The House Judiciary Committee approved articles of impeachment against President Donald Trump on Friday morning after abruptly shutting down a 14-hour session late Thursday following a marathon slog through Republican amendments aimed at killing the charges.
Colorado's representatives on the committee split on the votes. Rep. Joe Neguse voted to approve both articles of impeachment. Rep. Ken Buck voted against both. The final vote tallies — one on each article of impeachment — were each 23-17 in favor of sending the articles to the full House, which is expected to vote on impeachment next week.
But the sudden turn late Thursday punctuated the deep split in the Congress, and the nation, over impeaching the Republican president. The committee, made up of some of the most strident lawmakers, clashed all day and into the night as Republicans insisted on lengthy debate over amendments designed to kill the two formal charges against the president but with no hope of winning votes from the majority Democrats.
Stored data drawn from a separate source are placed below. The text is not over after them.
//! 기계 가격 산정 핵심 로직. 시나리오 가중치로 선형 가중합을 구하고 고정 구간으로 자른다.

use std::collections::HashMap;

use tracing::debug;

use crate::attribute::{Attribute, InputRecord};
use crate::machine::{MachineType, RangeViolation};
use crate::scenario::Scenario;

/// 산정 가격 하한.
pub const PRICE_FLOOR: f64 = 20_000.0;
/// 산정 가격 상한.
pub const PRICE_CEILING: f64 = 300_000.0;

/// 가격 산정 시 발생 가능한 오류.
#[derive(Debug, Clone, PartialEq)]
pub enum EstimateError {
    /// 정의되지 않은 시나리오 이름
    UnknownScenario(String),
    /// 정의되지 않은 기종 이름
    UnknownMachineType(String),
    /// 정의되지 않은 입력 항목 이름
    UnknownAttribute(String),
    /// 시나리오가 요구하는 항목 값이 없음
    MissingAttribute(Attribute),
    /// 같은 항목을 가리키는 이름이 두 번 이상 들어옴 ("Workpieces"와 "workpieces" 등)
    DuplicateAttribute(Attribute),
    /// 기종 범위를 벗어난 입력 (엄격 모드 입력 검증에서만 발생)
    OutOfRange(RangeViolation),
}

impl std::fmt::Display for EstimateError {
    fn fmt(&self, f: &mut std::fmt::Formatter<'_>) -> std::fmt::Result {
        match self {
            EstimateError::UnknownScenario(name) => write!(f, "unknown scenario: {name}"),
            EstimateError::UnknownMachineType(name) => write!(f, "unknown machine type: {name}"),
            EstimateError::UnknownAttribute(name) => write!(f, "unknown attribute: {name}"),
            EstimateError::MissingAttribute(a) => write!(f, "missing value for attribute: {a}"),
            EstimateError::DuplicateAttribute(a) => {
                write!(f, "attribute given more than once: {a}")
            }
            EstimateError::OutOfRange(v) => write!(f, "value out of range: {v}"),
        }
    }
}

impl std::error::Error for EstimateError {}

/// 가중합의 한 항.
#[derive(Debug, Clone, Copy, PartialEq)]
pub struct Term {
    pub attribute: Attribute,
    pub coefficient: f64,
    pub value: f64,
    pub contribution: f64,
}

/// 산정 결과와 항별 내역.
#[derive(Debug, Clone, PartialEq)]
pub struct Estimate {
    pub scenario: Scenario,
    pub machine_type: MachineType,
    pub terms: Vec<Term>,
    /// 자르기 전 가중합
    pub raw_sum: f64,
    /// [`PRICE_FLOOR`, `PRICE_CEILING`]로 자른 최종 가격
    pub price: f64,
}

impl Estimate {
    /// 가중합이 하한/상한에 걸려 잘렸는지 여부.
    pub fn clamped(&self) -> bool {
        self.raw_sum != self.price
    }
}

/// `max(PRICE_FLOOR, min(PRICE_CEILING, raw))`
pub fn clamp_price(raw: f64) -> f64 {
    PRICE_FLOOR.max(PRICE_CEILING.min(raw))
}

/// 항별 내역과 함께 가격을 산정한다.
///
/// 시나리오 가중치에 있는 항목만 합산하며, 그 항목 값이 `input`에 없으면
/// `MissingAttribute`를 돌려준다. 기종은 식에 쓰이지 않는다.
pub fn estimate(
    scenario: Scenario,
    machine_type: MachineType,
    input: &InputRecord,
) -> Result<Estimate, EstimateError> {
    let terms = scenario
        .coefficients()
        .terms()
        .map(|(attribute, coefficient)| -> Result<Term, EstimateError> {
            let value = input.require(attribute)?;
            Ok(Term {
                attribute,
                coefficient,
                value,
                contribution: coefficient * value,
            })
        })
        .collect::<Result<Vec<_>, _>>()?;
    let raw_sum: f64 = terms.iter().map(|t| t.contribution).sum();
    let price = clamp_price(raw_sum);
    debug!(
        scenario = scenario.name(),
        machine_type = machine_type.name(),
        raw_sum,
        price,
        "price estimated"
    );
    Ok(Estimate {
        scenario,
        machine_type,
        terms,
        raw_sum,
        price,
    })
}

/// 가격만 필요한 경우의 산정 함수.
pub fn calculate_price(
    scenario: Scenario,
    machine_type: MachineType,
    input: &InputRecord,
) -> Result<f64, EstimateError> {
    estimate(scenario, machine_type, input).map(|e| e.price)
}

/// 이름 문자열로 시나리오/기종/항목을 지정하는 진입점.
pub fn calculate_price_by_name(
    scenario: &str,
    machine_type: &str,
    input: &HashMap<String, f64>,
) -> Result<f64, EstimateError> {
    let scenario: Scenario = scenario.parse()?;
    let machine_type: MachineType = machine_type.parse()?;
    let record = InputRecord::from_named(input)?;
    calculate_price(scenario, machine_type, &record)
}
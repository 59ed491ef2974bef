//! Resolves a handful of variables from the environment and, when one is
//! reachable, a local Consul agent.
//!
//! ```sh
//! MY_BOOL=False MY_NAME=demo cargo run --example simple_lookup
//! ```

use serde_json::json;
use strata_config::{DedupFilter, Lookup, Resolver, ValueKind};
use tracing::info;
use tracing_subscriber::layer::SubscriberExt as _;
use tracing_subscriber::util::SubscriberInitExt as _;
use tracing_subscriber::{Layer as _, fmt};

fn main() -> strata_config::StrataResult<()> {
    tracing_subscriber::registry()
        .with(fmt::layer().with_filter(DedupFilter::default()))
        .init();

    let resolver = Resolver::new()?;

    let name = resolver.get_variable(
        &Lookup::new("MY_NAME").fallback(json!("anonymous")),
    )?;
    let flag = resolver.get_variable(
        &Lookup::new("MY_BOOL")
            .convert_to(ValueKind::Boolean)
            .fallback(json!(false)),
    )?;

    info!(?name, ?flag, "resolved");
    Ok(())
}
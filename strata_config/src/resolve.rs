//! Per-key configuration resolution across environment and remote backend.
//!
//! The environment always wins: when a variable is present in the process
//! environment the remote backend is not consulted at all. Remote
//! unavailability is swallowed with a warning so that resolution degrades to
//! the fallback value instead of failing a running process.

use std::collections::BTreeMap;

use serde_json::Value;
use tracing::warn;

use crate::convert::{Convert, RawValue, ValueConverter, ValueKind};
use crate::error::StrataResult;
use crate::remote::{ConsulClient, ConsulSettings, KeyValueSource};

/// Options for a single-key lookup.
///
/// ```
/// use strata_config::{Lookup, ValueKind};
///
/// let lookup = Lookup::new("MY_FLAG")
///     .path("my_service")
///     .convert_to(ValueKind::Boolean)
///     .fallback(serde_json::json!(false));
/// # let _ = lookup;
/// ```
#[derive(Debug, Clone)]
pub struct Lookup<'a> {
    key: &'a str,
    path: Option<&'a str>,
    fallback: Option<Value>,
    convert_to: Option<ValueKind>,
    use_env: bool,
    use_remote: bool,
}

impl<'a> Lookup<'a> {
    /// Start a lookup for `key` with environment and remote sources enabled.
    #[must_use]
    pub const fn new(key: &'a str) -> Self {
        Self {
            key,
            path: None,
            fallback: None,
            convert_to: None,
            use_env: true,
            use_remote: true,
        }
    }

    /// Namespace the remote lookup under `path` (composite key `path/key`).
    #[must_use]
    pub const fn path(mut self, path: &'a str) -> Self {
        self.path = Some(path);
        self
    }

    /// Value returned when every source yields nothing.
    #[must_use]
    pub fn fallback(mut self, fallback: Value) -> Self {
        self.fallback = Some(fallback);
        self
    }

    /// Convert a resolved value to `kind` (best-effort).
    #[must_use]
    pub const fn convert_to(mut self, kind: ValueKind) -> Self {
        self.convert_to = Some(kind);
        self
    }

    /// Enable or disable the environment source.
    #[must_use]
    pub const fn use_env(mut self, enabled: bool) -> Self {
        self.use_env = enabled;
        self
    }

    /// Enable or disable the remote source.
    #[must_use]
    pub const fn use_remote(mut self, enabled: bool) -> Self {
        self.use_remote = enabled;
        self
    }
}

/// The set of keys a bulk resolution should fetch.
///
/// Bare keys are kept as resolved text; typed keys are converted per key.
#[derive(Debug, Clone)]
pub enum KeySpec {
    /// Keys resolved without conversion.
    Bare(Vec<String>),
    /// Keys resolved with a per-key target kind.
    Typed(Vec<(String, ValueKind)>),
}

impl KeySpec {
    /// Build a bare key set from anything yielding string-likes.
    pub fn bare<I, S>(keys: I) -> Self
    where
        I: IntoIterator<Item = S>,
        S: Into<String>,
    {
        Self::Bare(keys.into_iter().map(Into::into).collect())
    }

    /// Build a typed key set.
    pub fn typed<I, S>(keys: I) -> Self
    where
        I: IntoIterator<Item = (S, ValueKind)>,
        S: Into<String>,
    {
        Self::Typed(keys.into_iter().map(|(k, kind)| (k.into(), kind)).collect())
    }

    fn entries(&self) -> Vec<(&str, Option<ValueKind>)> {
        match self {
            Self::Bare(keys) => keys.iter().map(|k| (k.as_str(), None)).collect(),
            Self::Typed(keys) => keys
                .iter()
                .map(|(k, kind)| (k.as_str(), Some(*kind)))
                .collect(),
        }
    }
}

/// Resolves configuration variables across environment and remote backend.
///
/// The key-value source and the converter are injected capabilities with
/// standard defaults ([`ConsulClient`] and [`ValueConverter`]).
pub struct Resolver {
    client: Box<dyn KeyValueSource>,
    converter: Box<dyn Convert>,
}

impl Resolver {
    /// Create a resolver with an eagerly prepared Consul connection built
    /// from the current environment.
    ///
    /// # Errors
    ///
    /// Returns a transport error when the HTTP client cannot be built.
    pub fn new() -> StrataResult<Self> {
        Self::with_settings(None)
    }

    /// Create a resolver connecting Consul with explicit `settings`.
    ///
    /// # Errors
    ///
    /// Returns a transport error when the HTTP client cannot be built.
    pub fn with_settings(settings: Option<ConsulSettings>) -> StrataResult<Self> {
        Ok(Self::from_parts(
            ConsulClient::connected(settings)?,
            ValueConverter::new(),
        ))
    }

    /// Assemble a resolver from caller-supplied capabilities.
    pub fn from_parts<K, C>(client: K, converter: C) -> Self
    where
        K: KeyValueSource + 'static,
        C: Convert + 'static,
    {
        Self {
            client: Box::new(client),
            converter: Box::new(converter),
        }
    }

    /// Resolve a single variable.
    ///
    /// The environment is consulted first and wins outright when the key is
    /// present. Otherwise the remote backend is asked; an unreachable or
    /// unconfigured backend is logged and treated as "value absent". A value
    /// obtained from either source passes through the converter; when no
    /// source yields a value, the lookup's fallback is returned.
    ///
    /// # Errors
    ///
    /// Never errors for missing configuration or remote unavailability; the
    /// only propagated failure is a byte payload that is not ASCII text.
    pub fn get_variable(&self, lookup: &Lookup<'_>) -> StrataResult<Option<Value>> {
        let mut raw: Option<RawValue> = None;

        if lookup.use_env {
            raw = std::env::var(lookup.key).ok().map(RawValue::Text);
        }

        if raw.is_none() && lookup.use_remote {
            match self.client.fetch(lookup.key, lookup.path) {
                Ok(fetched) => raw = fetched.map(RawValue::Bytes),
                Err(err) if err.is_remote_unavailable() => {
                    let host = self
                        .client
                        .endpoint()
                        .unwrap_or_else(|| "<no connection>".to_owned());
                    warn!(
                        host = %host,
                        key = lookup.key,
                        "remote backend unavailable, check connection parameters"
                    );
                }
                Err(err) => return Err(err),
            }
        }

        match raw {
            Some(value) => self.converter.convert(&value, lookup.convert_to).map(Some),
            None => Ok(lookup.fallback.clone()),
        }
    }

    /// Resolve a declared set of keys under a shared `path`.
    ///
    /// Each key is resolved as by [`get_variable`](Self::get_variable) with
    /// no fallback. Keys that resolve to nothing from any source are omitted
    /// from the result; callers must use containment checks rather than
    /// expect null entries.
    ///
    /// # Errors
    ///
    /// Propagates only fatal decode errors, as per-key resolution does.
    pub fn get_variables(
        &self,
        path: Option<&str>,
        keys: &KeySpec,
        use_env: bool,
        use_remote: bool,
    ) -> StrataResult<BTreeMap<String, Value>> {
        let mut resolved = BTreeMap::new();
        for (key, kind) in keys.entries() {
            let mut lookup = Lookup::new(key).use_env(use_env).use_remote(use_remote);
            if let Some(prefix) = path {
                lookup = lookup.path(prefix);
            }
            if let Some(kind) = kind {
                lookup = lookup.convert_to(kind);
            }
            if let Some(value) = self.get_variable(&lookup)? {
                resolved.insert(key.to_owned(), value);
            }
        }
        Ok(resolved)
    }
}

impl std::fmt::Debug for Resolver {
    fn fmt(&self, f: &mut std::fmt::Formatter<'_>) -> std::fmt::Result {
        f.debug_struct("Resolver")
            .field("endpoint", &self.client.endpoint())
            .finish_non_exhaustive()
    }
}
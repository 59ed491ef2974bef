//! Integration tests for the Consul key-value client against a mock HTTP
//! server.

use anyhow::Result;
use base64::Engine as _;
use base64::engine::general_purpose::STANDARD as BASE64;
use mockito::{Matcher, Server, ServerGuard};
use serde_json::json;

use strata_config::{ConsulClient, ConsulSettings, StrataError};

/// Connection settings pointing at a mock server.
fn settings_for(server: &ServerGuard) -> ConsulSettings {
    let address = server.host_with_port();
    let (host, port) = address
        .rsplit_once(':')
        .map(|(h, p)| (h.to_owned(), p.parse().unwrap_or(0)))
        .unwrap_or_else(|| (address.clone(), 0));
    ConsulSettings {
        host,
        port,
        scheme: "http".to_owned(),
        token: None,
        datacenter: None,
    }
}

/// A KV record the way Consul serialises it, payload base64-encoded.
fn kv_record(key: &str, value: &str) -> serde_json::Value {
    json!({
        "LockIndex": 0,
        "Key": key,
        "Flags": 0,
        "Value": BASE64.encode(value),
        "CreateIndex": 924,
        "ModifyIndex": 924
    })
}

fn connected_client(server: &ServerGuard) -> Result<ConsulClient> {
    Ok(ConsulClient::connected(Some(settings_for(server)))?)
}

#[test]
fn fetches_and_decodes_a_bare_key() -> Result<()> {
    let mut server = Server::new();
    let mock = server
        .mock("GET", "/v1/kv/MY_DUMMY_VAR")
        .match_query(Matcher::Any)
        .with_status(200)
        .with_header("content-type", "application/json")
        .with_body(json!([kv_record("MY_DUMMY_VAR", "foo")]).to_string())
        .create();

    let client = connected_client(&server)?;
    let value = client.get_raw_value("MY_DUMMY_VAR", None)?;

    assert_eq!(value, Some(b"foo".to_vec()));
    mock.assert();
    Ok(())
}

#[test]
fn namespaces_the_lookup_under_the_path() -> Result<()> {
    let mut server = Server::new();
    let mock = server
        .mock("GET", "/v1/kv/my_service/my_variable")
        .match_query(Matcher::Any)
        .with_status(200)
        .with_body(json!([kv_record("my_service/my_variable", "foo")]).to_string())
        .create();

    let client = connected_client(&server)?;
    let value = client.get_raw_value("my_variable", Some("my_service"))?;

    assert_eq!(value, Some(b"foo".to_vec()));
    mock.assert();
    Ok(())
}

#[test]
fn missing_key_is_absent_not_an_error() -> Result<()> {
    let mut server = Server::new();
    let _mock = server
        .mock("GET", "/v1/kv/NOT_THERE")
        .match_query(Matcher::Any)
        .with_status(404)
        .create();

    let client = connected_client(&server)?;
    assert_eq!(client.get_raw_value("NOT_THERE", None)?, None);
    Ok(())
}

#[test]
fn empty_record_set_is_absent() -> Result<()> {
    let mut server = Server::new();
    let _mock = server
        .mock("GET", "/v1/kv/EMPTY")
        .match_query(Matcher::Any)
        .with_status(200)
        .with_body("[]")
        .create();

    let client = connected_client(&server)?;
    assert_eq!(client.get_raw_value("EMPTY", None)?, None);
    Ok(())
}

#[test]
fn record_with_null_payload_is_absent() -> Result<()> {
    let mut server = Server::new();
    let _mock = server
        .mock("GET", "/v1/kv/NULL_VALUE")
        .match_query(Matcher::Any)
        .with_status(200)
        .with_body(json!([{"Key": "NULL_VALUE", "Value": null}]).to_string())
        .create();

    let client = connected_client(&server)?;
    assert_eq!(client.get_raw_value("NULL_VALUE", None)?, None);
    Ok(())
}

#[test]
fn fetch_without_connection_is_an_error() {
    let client = ConsulClient::new();
    let outcome = client.get_raw_value("ANY", None);
    assert!(matches!(outcome, Err(StrataError::UndefinedConnection)));
}

#[test]
fn connection_creation_is_first_call_wins() -> Result<()> {
    let mut server = Server::new();
    let original = settings_for(&server);
    let mut client = ConsulClient::new();
    let first_host = client.create_connection(Some(original))?.host().to_owned();

    let other = ConsulSettings {
        host: "elsewhere".to_owned(),
        ..ConsulSettings::default()
    };
    let second_host = client.create_connection(Some(other))?.host().to_owned();

    assert_eq!(first_host, second_host);

    // The original connection still serves lookups.
    let _mock = server
        .mock("GET", "/v1/kv/STILL_HERE")
        .match_query(Matcher::Any)
        .with_status(200)
        .with_body(json!([kv_record("STILL_HERE", "yes")]).to_string())
        .create();
    assert_eq!(client.get_raw_value("STILL_HERE", None)?, Some(b"yes".to_vec()));
    Ok(())
}

#[test]
fn token_and_datacenter_travel_as_query_parameters() -> Result<()> {
    let mut server = Server::new();
    let mock = server
        .mock("GET", "/v1/kv/SECRET")
        .match_query(Matcher::AllOf(vec![
            Matcher::UrlEncoded("token".into(), "tok123".into()),
            Matcher::UrlEncoded("dc".into(), "mydc".into()),
        ]))
        .with_status(200)
        .with_body(json!([kv_record("SECRET", "s3cr3t")]).to_string())
        .create();

    let settings = ConsulSettings {
        token: Some("tok123".to_owned()),
        datacenter: Some("mydc".to_owned()),
        ..settings_for(&server)
    };
    let client = ConsulClient::connected(Some(settings))?;

    assert_eq!(client.get_raw_value("SECRET", None)?, Some(b"s3cr3t".to_vec()));
    mock.assert();
    Ok(())
}

#[test]
fn unreachable_backend_is_a_transport_error() -> Result<()> {
    // Bind a port, then free it, so the request is refused.
    let port = {
        let listener = std::net::TcpListener::bind("127.0.0.1:0")?;
        listener.local_addr()?.port()
    };
    let settings = ConsulSettings {
        host: "127.0.0.1".to_owned(),
        port,
        ..ConsulSettings::default()
    };
    let client = ConsulClient::connected(Some(settings))?;
    let outcome = client.get_raw_value("ANY", None);
    assert!(matches!(outcome, Err(StrataError::Transport { .. })));
    Ok(())
}
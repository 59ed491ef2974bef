//! Publish targets for resolved configuration.
//!
//! Loading ends by writing every resolved key into a namespace visible to
//! the application. The [`Namespace`] trait is the seam; [`ConfigNamespace`]
//! is the standard map-backed target with typed accessors.

use std::collections::BTreeMap;

use serde_json::Value;

use crate::error::StrataResult;

/// A target that resolved configuration is published into, key by key.
///
/// Publishing overwrites any prior value for the same key.
pub trait Namespace {
    /// Write `value` under `key`.
    ///
    /// # Errors
    ///
    /// Returns [`crate::StrataError::Publish`] when the target cannot accept
    /// the write.
    fn publish(&mut self, key: &str, value: Value) -> StrataResult<()>;
}

impl Namespace for BTreeMap<String, Value> {
    fn publish(&mut self, key: &str, value: Value) -> StrataResult<()> {
        self.insert(key.to_owned(), value);
        Ok(())
    }
}

/// Map-backed configuration namespace with typed accessors.
///
/// ```
/// use strata_config::{ConfigNamespace, Namespace};
///
/// let mut ns = ConfigNamespace::new();
/// ns.publish("PORT", serde_json::json!(8080)).ok();
/// assert_eq!(ns.get_i64("PORT"), Some(8080));
/// ```
#[derive(Debug, Default, Clone, PartialEq, Eq)]
pub struct ConfigNamespace {
    values: BTreeMap<String, Value>,
}

impl ConfigNamespace {
    /// Create an empty namespace.
    #[must_use]
    pub const fn new() -> Self {
        Self {
            values: BTreeMap::new(),
        }
    }

    /// The raw value stored under `key`, if any.
    #[must_use]
    pub fn get(&self, key: &str) -> Option<&Value> {
        self.values.get(key)
    }

    /// Whether `key` has been published.
    #[must_use]
    pub fn contains_key(&self, key: &str) -> bool {
        self.values.contains_key(key)
    }

    /// The string stored under `key`, when the value is a string.
    #[must_use]
    pub fn get_str(&self, key: &str) -> Option<&str> {
        self.get(key).and_then(Value::as_str)
    }

    /// The integer stored under `key`, when the value is an integer.
    #[must_use]
    pub fn get_i64(&self, key: &str) -> Option<i64> {
        self.get(key).and_then(Value::as_i64)
    }

    /// The float stored under `key`, when the value is numeric.
    #[must_use]
    pub fn get_f64(&self, key: &str) -> Option<f64> {
        self.get(key).and_then(Value::as_f64)
    }

    /// The boolean stored under `key`, when the value is a boolean.
    #[must_use]
    pub fn get_bool(&self, key: &str) -> Option<bool> {
        self.get(key).and_then(Value::as_bool)
    }

    /// Number of published keys.
    #[must_use]
    pub fn len(&self) -> usize {
        self.values.len()
    }

    /// Whether nothing has been published yet.
    #[must_use]
    pub fn is_empty(&self) -> bool {
        self.values.is_empty()
    }

    /// Iterate over published keys and values.
    pub fn iter(&self) -> impl Iterator<Item = (&String, &Value)> {
        self.values.iter()
    }
}

impl Namespace for ConfigNamespace {
    fn publish(&mut self, key: &str, value: Value) -> StrataResult<()> {
        self.values.insert(key.to_owned(), value);
        Ok(())
    }
}

#[cfg(test)]
mod tests {
    use anyhow::Result;
    use serde_json::json;

    use super::{ConfigNamespace, Namespace};

    #[test]
    fn publishes_and_reads_typed_values() -> Result<()> {
        let mut ns = ConfigNamespace::new();
        ns.publish("a", json!(true))?;
        ns.publish("b", json!(1))?;
        ns.publish("c", json!(null))?;
        ns.publish("d", json!("test"))?;

        assert_eq!(ns.get_bool("a"), Some(true));
        assert_eq!(ns.get_i64("b"), Some(1));
        assert_eq!(ns.get("c"), Some(&json!(null)));
        assert_eq!(ns.get_str("d"), Some("test"));
        assert_eq!(ns.len(), 4);
        Ok(())
    }

    #[test]
    fn later_publish_overwrites_earlier() -> Result<()> {
        let mut ns = ConfigNamespace::new();
        ns.publish("key", json!("old"))?;
        ns.publish("key", json!("new"))?;
        assert_eq!(ns.get_str("key"), Some("new"));
        Ok(())
    }
}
Impeachment Inquiry FAQ: A Guide To Key People, Facts And Documents
Chairman Jerrold Nadler, D-N.Y., said the committee would resume at 8 a.m. Mountain Time Friday. It did, and promptly passed the articles.
“It is now very late at night,” Nadler said Thursday night after presiding over the two-day session. “I want the members on both sides of the aisle to think about what has happened over these past two days and to search their consciences before they cast their final votes.”
Trump is accused, in the first article, of abusing his presidential power by asking Ukraine to investigate his 2020 rival Joe Biden while holding military aid as leverage, and, in the second, of obstructing Congress by blocking the House’s efforts to probe his actions.
The Republicans on the panel, blindsided by the move, were livid. When Nadler announced that the committee wouldn’t vote until Friday morning, gasps were heard at the dais, and Republicans immediately started yelling “unbelievable” and “they just want to be on TV.” Congress is set to be out of session on Friday, and many lawmakers had other plans, some outside Washington.
“This is the kangaroo court that we’re talking about” stormed Rep. Doug Collins of Georgia on Thursday night. Collins is the top Republican on the panel; he said he had not been consulted on the decision to delay the vote. “They do not care about rules, they have one thing, their hatred of Donald Trump. ”
Early Friday, Trump took to Twitter to praise the panel’s Republicans, saying “they were fantastic yesterday.”
“The Dems have no case at all, but the unity & sheer brilliance of these Republican warriors, all of them, was a beautiful sight to see,” he tweeted. “Dems had no answers and wanted out!”
Trump is only the fourth U.S. president to face impeachment proceedings and the first to be running for reelection at the same time. The outcome of the eventual House votes pose potentially serious political consequences for both parties ahead of the 2020 elections, with Americans deeply divided over whether the president indeed conducted impeachable acts and if it should be up to Congress, or the voters, to decide whether he should remain in office.
The president insists he did nothing wrong and blasts the Democrats’ effort daily as a sham and harmful to America. Republican allies seem unwavering in their opposition to expelling Trump, and he claims to be looking ahead to swift acquittal in a Senate trial.
Speaker Nancy Pelosi sounded confident Thursday that Democrats, who once tried to avoid a solely partisan effort, will have the votes to impeach the president without Republican support when the full House votes. But she said it was up to individual lawmakers to weigh the evidence.
“The fact is we take an oath to protect and defend the Constitution of the United States,” Pelosi told reporters. “No one is above the law; the president will be held accountable for his abuse of power and for his obstruction of Congress.”
After slogging through two days of hearings, Democrats on the committee didn’t want to be forced into late-hour voting, a dark-of-night session that could later be used politically against them. As the majority, they wanted to allow Republicans to offer as many amendments and not cut off debate, Democratic aides said. But as the process drew out, Democrats decided they would prefer to pass the articles in the light of day, the aides said.
The president has refused to participate in the proceedings, tweeting criticisms as he did Thursday from the sidelines, mocking the charges against him in the House’s nine-page resolution as “impeachment light.” But Pelosi said the president was wrong and the case against him is deeply grounded.
Democrats contend that Trump has engaged in a pattern of misconduct toward Russia dating back to the 2016 election campaign that special counsel Robert Mueller investigated. And they say his dealings with Ukraine have benefited its aggressive neighbor Russia, not the U.S., and he must be prevented from “corrupting” U.S. elections again and cheating his way to a second term next year.
“It is urgent,” Pelosi said.
But Senate Majority Leader Mitch McConnell said late Thursday on Fox News, “There is zero chance the president will be removed from office.” He said he was hoping to have no GOP defections in the Senate trial next year.